昼と夜とが訪れない
宇宙の内では、二十四時間以内に昼と夜とが訪れない星のほうが多く存在するという。そしてこの星、『レッテル』もまた、人工的に作り出さない限りは昼がやって来ない環境だ――一日中、空の彼方に鮮やかな星々が煌めき映る。その光景を、一度でもいい、誰もが目にするべきだと、私は思う。この世の神秘を胸に秘めることで、後の人生に彩りを持たせることは、長い歴史の中でも明白を以て語り継がれていることだ。
明白――と言うと、私は一つの戯れを思い出す。それは、今朝方、看護婦が我が病室を訪れた時の事だ。彼女は珍しく楽しそうな面持ちをして、私に話し掛けてきた。
「どう? 素敵でしょ?」
視線を彼女へ遣ると――どうやら私をからかっているようなのだ。その美醜相半ばの顔立ちからは想像も出来ないほど、不細工な模様が瞼の向こう側で笑顔を作っている――それは、男性であるところの私も知っている、いわゆる《シートマスク》ないし《パック》という物だ。簡潔に言えば、後の美人への足掛かりとも言うべき、愚かな白壁である。
およそ他人に見られていいような姿でもない――だから、彼女は私を馬鹿にしているのだ。患者であるところの、本来ならば他人であるところの私に、そんな醜い様を晒すというのは、滑稽を通り過ぎて悪逆の沙汰だ。まったく理解不能である。きっと頭の螺子が外れてしまったのだ。おお可哀想に。彼女もまた、看護婦から患者へと成り下がった、迷える子羊だったのだ。
「どうなの? 素敵じゃないの?」
答えるのも億劫だ。なんせ、答えたら最後、私は患者と看護師との間を彷徨い続ける立場と相成るのだろうから。
「これ、最新の物なのよ? 明日には、この街で一番の女になっているわ」
「一番はマリーだよ。君じゃない」
この日において初めての発声を行うと、やはり看護婦殿は「マア」などと甲高い声を上げては私を非難するような目で見つめてくるのだった。もう慣れっこになってしまった応対も、もうじき飽きというものに変わるだろう。そうなったら最後、私は左手側の窓から飛び降りる。たったの二階だ。四肢の一つを犠牲にすればいいだけの話でしかない。
「後悔したって知らないから」
捨て台詞を吐いて、彼女は素早く我が病室を出て行った。後ろ姿に映える大きなお尻が、彼女にとって唯一とも言えるチャームポイントであると、私は俄かに確信をした。

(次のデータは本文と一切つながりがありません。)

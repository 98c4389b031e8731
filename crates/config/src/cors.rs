use std::time::Duration;

use duration_str::deserialize_option_duration;
use url::Url;

/// Configuration for CORS (Cross-Origin Resource Sharing)
///
/// Methods and headers are fixed by the chat endpoint; only the origin policy is configurable.
#[derive(Clone, Default, Debug, serde::Deserialize)]
#[serde(default, deny_unknown_fields)]
pub struct CorsConfig {
    /// If false (or not defined), credentials are not allowed in requests
    pub allow_credentials: bool,
    /// Origins from which we allow requests
    pub allow_origins: Option<AnyOrUrlArray>,
    /// Maximum time between OPTIONS and the next request
    #[serde(deserialize_with = "deserialize_option_duration")]
    pub max_age: Option<Duration>,
}

/// A type alias for `AnyOrArray` specifically for `Url` types.
pub type AnyOrUrlArray = AnyOrArray<Url>;

/// Either every value (`"*"`) or an explicit list.
#[derive(Clone, Debug, PartialEq)]
pub enum AnyOrArray<T> {
    /// Indicates that any value is allowed (e.g., `*`).
    Any,
    /// A specific, explicit list of allowed values.
    Explicit(Vec<T>),
}

impl<'de, T> serde::Deserialize<'de> for AnyOrArray<T>
where
    T: serde::Deserialize<'de> + std::str::FromStr<Err: std::fmt::Display>,
{
    fn deserialize<D>(deserializer: D) -> Result<Self, D::Error>
    where
        D: serde::Deserializer<'de>,
    {
        struct Visitor<T>(std::marker::PhantomData<T>);

        impl<'de, T> serde::de::Visitor<'de> for Visitor<T>
        where
            T: serde::Deserialize<'de> + std::str::FromStr<Err: std::fmt::Display>,
        {
            type Value = AnyOrArray<T>;

            fn expecting(&self, formatter: &mut std::fmt::Formatter<'_>) -> std::fmt::Result {
                formatter.write_str("the string \"*\", a single value, or an array of values")
            }

            fn visit_str<E>(self, value: &str) -> Result<Self::Value, E>
            where
                E: serde::de::Error,
            {
                if value == "*" {
                    return Ok(AnyOrArray::Any);
                }

                value
                    .parse::<T>()
                    .map(|value| AnyOrArray::Explicit(vec![value]))
                    .map_err(E::custom)
            }

            fn visit_seq<A>(self, mut seq: A) -> Result<Self::Value, A::Error>
            where
                A: serde::de::SeqAccess<'de>,
            {
                let mut values = Vec::new();

                while let Some(value) = seq.next_element()? {
                    values.push(value);
                }

                Ok(AnyOrArray::Explicit(values))
            }
        }

        deserializer.deserialize_any(Visitor(std::marker::PhantomData))
    }
}
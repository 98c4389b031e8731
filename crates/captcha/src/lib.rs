//! Human verification for Warden's public forms.
//!
//! [`CaptchaVerifier`] asks an external verification service whether a client token is valid and
//! writes one [`CaptchaLogRecord`] per attempt to an [`AuditLog`], whatever the outcome. Any
//! failure to reach or understand the service counts as a failed verification.
//!
//! [`SpamMonitor`] reads the audit trail back and warns when a form's failure rate spikes.

#![deny(missing_docs)]

mod audit;
mod monitor;
mod record;
mod verifier;

pub use audit::{AuditError, AuditLog, FileAuditLog, MemoryAuditLog};
pub use monitor::{SpamAlert, SpamMonitor};
pub use record::{CaptchaLogRecord, CaptchaVerdict, VerificationContext};
pub use verifier::CaptchaVerifier;

use std::sync::Arc;

use config::AuditStorageConfig;

/// Create the audit log selected in the configuration.
pub async fn audit_log(config: &AuditStorageConfig) -> Result<Arc<dyn AuditLog>, AuditError> {
    match config {
        AuditStorageConfig::Memory { capacity } => {
            log::debug!("Recording up to {capacity} CAPTCHA verifications in memory");
            Ok(Arc::new(MemoryAuditLog::with_capacity(*capacity)))
        }
        AuditStorageConfig::File { path } => {
            log::debug!("Recording CAPTCHA verifications to {}", path.display());
            Ok(Arc::new(FileAuditLog::open(path).await?))
        }
    }
}
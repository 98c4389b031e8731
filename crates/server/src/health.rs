use std::{net::SocketAddr, time::Duration};

use anyhow::anyhow;
use axum::{Json, Router, routing::get};
use axum_server::Handle;
use config::{HealthConfig, TlsServerConfig};
use http::StatusCode;
use tokio_util::sync::CancellationToken;

#[derive(Debug, serde::Serialize)]
#[serde(tag = "status", rename_all = "lowercase")]
pub(crate) enum HealthState {
    Healthy,
}

/// Answers health checks. Served outside the admission pipeline.
pub(crate) async fn health() -> (StatusCode, Json<HealthState>) {
    (StatusCode::OK, Json(HealthState::Healthy))
}

pub(crate) fn router(path: &str) -> Router {
    Router::new().route(path, get(health))
}

/// Runs [`bind_health_endpoint`] as a background task, logging its failure.
pub(super) async fn serve_health_endpoint(
    addr: SocketAddr,
    tls_config: Option<TlsServerConfig>,
    health_config: HealthConfig,
    shutdown: CancellationToken,
) {
    if let Err(e) = bind_health_endpoint(addr, tls_config, health_config, shutdown).await {
        log::error!("Health check endpoint on {addr} stopped: {e:#}");
    }
}

/// Serves the health endpoint on its own listener until `shutdown` is cancelled.
pub(super) async fn bind_health_endpoint(
    addr: SocketAddr,
    tls_config: Option<TlsServerConfig>,
    health_config: HealthConfig,
    shutdown: CancellationToken,
) -> anyhow::Result<()> {
    let scheme = if tls_config.is_some() { "https" } else { "http" };
    let path = &health_config.path;
    let app = router(path).into_make_service();

    let handle = Handle::new();
    let shutdown_handle = handle.clone();

    tokio::spawn(async move {
        shutdown.cancelled().await;
        shutdown_handle.graceful_shutdown(Some(Duration::from_secs(5)));
    });

    log::info!("Health check endpoint exposed at {scheme}://{addr}{path}");

    match tls_config {
        Some(tls) => {
            let rustls_config = axum_server::tls_rustls::RustlsConfig::from_pem_file(&tls.certificate, &tls.key)
                .await
                .map_err(|e| anyhow!("Failed to load TLS certificate and key: {e}"))?;

            axum_server::bind_rustls(addr, rustls_config)
                .handle(handle)
                .serve(app)
                .await
                .map_err(|e| anyhow!("Failed to start HTTP server in the health endpoint: {e}"))?;
        }
        None => axum_server::bind(addr)
            .handle(handle)
            .serve(app)
            .await
            .map_err(|e| anyhow!("Failed to start HTTP server in the health endpoint: {e}"))?,
    }

    Ok(())
}
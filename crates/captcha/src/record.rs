use jiff::Timestamp;
use serde::{Deserialize, Serialize};

/// Who is being verified, and on which form.
#[derive(Debug, Clone, PartialEq, Eq)]
pub struct VerificationContext {
    /// The form the token was submitted with.
    pub form_type: String,
    /// The client identity resolved for the request.
    pub client_identity: String,
    /// The client's user agent, if sent.
    pub user_agent: Option<String>,
}

/// Result of one verification attempt.
#[derive(Debug, Clone, PartialEq, Deserialize)]
pub struct CaptchaVerdict {
    /// Whether the service accepted the token.
    pub success: bool,
    /// Reasons reported by the service, or by us when the service could not answer.
    #[serde(default, rename = "error-codes")]
    pub error_codes: Vec<String>,
    /// Risk score, for services that report one.
    #[serde(default)]
    pub score: Option<f64>,
    /// Hostname the challenge was solved on.
    #[serde(default)]
    pub hostname: Option<String>,
}

impl CaptchaVerdict {
    /// A failed verdict that never reached a conclusion from the service.
    pub fn failed(error_code: impl Into<String>) -> Self {
        Self {
            success: false,
            error_codes: vec![error_code.into()],
            score: None,
            hostname: None,
        }
    }
}

/// One line of the verification audit trail.
#[derive(Debug, Clone, PartialEq, Serialize, Deserialize)]
#[serde(rename_all = "camelCase")]
pub struct CaptchaLogRecord {
    /// The form the token was submitted with.
    pub form_type: String,
    /// Client identity, usually the forwarded address.
    pub ip_address: String,
    /// The client's user agent, if sent.
    pub user_agent: Option<String>,
    /// Whether verification succeeded.
    pub success: bool,
    /// Reported error codes.
    pub error_codes: Vec<String>,
    /// Reported risk score.
    pub score: Option<f64>,
    /// Reported hostname.
    pub hostname: Option<String>,
    /// When the attempt finished.
    pub timestamp: Timestamp,
}

impl CaptchaLogRecord {
    pub(crate) fn new(context: &VerificationContext, verdict: &CaptchaVerdict, timestamp: Timestamp) -> Self {
        Self {
            form_type: context.form_type.clone(),
            ip_address: context.client_identity.clone(),
            user_agent: context.user_agent.clone(),
            success: verdict.success,
            error_codes: verdict.error_codes.clone(),
            score: verdict.score,
            hostname: verdict.hostname.clone(),
            timestamp,
        }
    }
}
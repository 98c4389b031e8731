use serde::{Deserialize, Deserializer};

/// Language of the user-facing texts in a response.
#[derive(Debug, Clone, Copy, Default, PartialEq, Eq)]
pub enum Language {
    /// English, used for anything not recognized.
    #[default]
    En,
    /// Romanian.
    Ro,
}

impl Language {
    /// Parse a language tag such as `ro` or `ro-RO`. Unknown tags fall back to English.
    pub fn from_tag(tag: &str) -> Self {
        let primary = tag.trim().split(['-', '_']).next().unwrap_or_default();

        if primary.eq_ignore_ascii_case("ro") {
            Self::Ro
        } else {
            Self::En
        }
    }
}

// Lenient: a missing, null or non-string language never makes a request malformed.
impl<'de> Deserialize<'de> for Language {
    fn deserialize<D>(deserializer: D) -> Result<Self, D::Error>
    where
        D: Deserializer<'de>,
    {
        let value = Option::<serde_json::Value>::deserialize(deserializer)?;

        Ok(value
            .as_ref()
            .and_then(serde_json::Value::as_str)
            .map(Self::from_tag)
            .unwrap_or_default())
    }
}
use integration_tests::{CompletionMock, TestServer, VALID_TOKEN};
use serde_json::json;

async fn ask(server: &TestServer) -> (u16, serde_json::Value) {
    let response = server
        .client
        .chat(&json!({ "message": "Do you allow pets?", "captchaToken": VALID_TOKEN }))
        .await;

    let status = response.status().as_u16();
    (status, response.json().await.unwrap())
}

#[tokio::test]
async fn exhausted_quota() {
    let server = TestServer::builder()
        .completion(CompletionMock::quota_exhausted())
        .build("")
        .await;

    let (status, body) = ask(&server).await;

    assert_eq!(status, 402);
    insta::assert_json_snapshot!(body, @r#"
    {
      "error": "upstream_quota_exhausted",
      "response": "The assistant is temporarily unavailable. Please contact us directly by phone or email."
    }
    "#);
}

#[tokio::test]
async fn rate_limited() {
    let server = TestServer::builder()
        .completion(CompletionMock::rate_limited())
        .build("")
        .await;

    let (status, body) = ask(&server).await;

    assert_eq!(status, 429);
    assert_eq!(body["error"], "upstream_rate_limited");
    assert!(body.get("retryAfter").is_none());
}

#[tokio::test]
async fn unavailable() {
    let server = TestServer::builder()
        .completion(CompletionMock::unavailable())
        .build("")
        .await;

    let (status, body) = ask(&server).await;

    assert_eq!(status, 500);
    insta::assert_json_snapshot!(body, @r#"
    {
      "error": "upstream_unavailable",
      "response": "The assistant could not be reached. Please try again later."
    }
    "#);
}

時が経ち――現在は、昼食も遠い昔に済ませて、既に午後四時半。帰宅の足が疎らながらも窓から目撃できる頃合いにはなっている。
そして、この小さく真っ白な病室の端で、私はつらつらと考えている。
明白。
正しく、明白だ。
今朝の看護婦の顔――そうではない。
明白なのは、翌日の彼女の顔を見た私が、後悔などをしないことだ。それは約束された事実であり、また残酷にもしっかと現実であるのだ。
まあ、より明白であるのは、我が心内であるのかもしれないが。
「クリーンな精神病患者。それも良い」
まだ病名も聴かされていない私だったが――相も変わらず、この白い空間に磔にされている。いつの日か、また宇宙の端から端へと愛車で走り飛ばしたいものだ。それが叶う日は、必ずや訪れることだろう。だが、少なくとも、今年の内にそれが叶う事は無いと思っている。
何故なら。
私を診ていたドクター、その彼に、医師免許が無いことが公において発表されたのだ。おかげで、私の診断は始めからということになってしまった。私は彼が闇医者かペテン師かを考えたことがあったが、いみじくもそれは当たっていたということだ。
他の患者を先に診る――つまり、私は後回しということで、本日に置いては、新たなドクターは我が病室を訪れることはなかった。即ち、今日は無駄な一日、あるべきでない時間だったのだ。
明白を貶めて、明日を待たず後悔をする私の心は、隣の星にあるという大型病院ばかりを想っていた。